The Weekly Standard ^ | 04/29/2002 | Reuel Marc Gerecht

Posted on 04/19/2002 9:20:34 PM PDT by Pokey78

Especially in the Middle East.

IT HAS RAPIDLY BECOME accepted wisdom in Washington that the United States is in ever-worsening trouble in the Arab Middle East. The collapse of the peace process between the Israelis and the Palestinians has, according to this zeitgeist, left America bereft of friendly Muslims in the region, thereby jeopardizing both the Bush administration's global campaign against terrorism and its inchoate plans to topple Saddam Hussein's regime in Iraq. In particular, Ariel Sharon's military incursion into the West Bank, which has reinvigorated in the Arab mind all the awful imagery of General Sharon's drive to Beirut in 1982, has crippled Secretary of State Colin Powell's quest for "an integrated strategy" for the Middle East and humiliated the president, who'd urged an Israeli withdrawal "without delay." American credibility among the Arabs, so the theory goes, is in tatters.

Fortunately, this depiction of the United States in the Arab world makes no sense.
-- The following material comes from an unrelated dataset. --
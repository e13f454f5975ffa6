pub mod automation_loop;
pub mod mass_fill;

pub use automation_loop::{AutomationControl, spawn_automation_task};
pub use mass_fill::{FillPacing, MassFillReport, run_mass_fill};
The reverse is probably closer to the truth: that America is actually now in a far stronger position to prosecute a war against the Baathist regime in Iraq than it was before the Israeli Defense Forces reoccupied the West Bank. Its standing in the Arab world, that is, its ability to achieve its strategic goals, has gone up, not down, because of Israel's recent military operations. Israel's house-to-house combat in Jenin will undoubtedly reinforce Arab awe at Israeli prowess. This can only aid President Bush's larger war against terrorism rooted in Islamic militancy. Jenin, like the battle of Tyre, Sidon, and Beirut in '82, may make a real peace between the Israelis and the Palestinians of the West Bank and Gaza someday possible. One look at Palestinian chairman Yasser Arafat today--hyperventilating, shaking, stuttering in both English and Arabic, pathetically appealing to memories of "my brother" Israeli prime minister Yitzhak Rabin (as if that seasoned general wouldn't have pulverized the Palestinian Authority for its holy-warrior kamikaze attacks on Israeli civilians)--should tell us that we are probably at the dawn of a post-Arafat era in Palestinian politics. That would be very good, for only when Arafat is gone will there be a real chance for an adequate settlement of the differences among the denizens of the Holy Land.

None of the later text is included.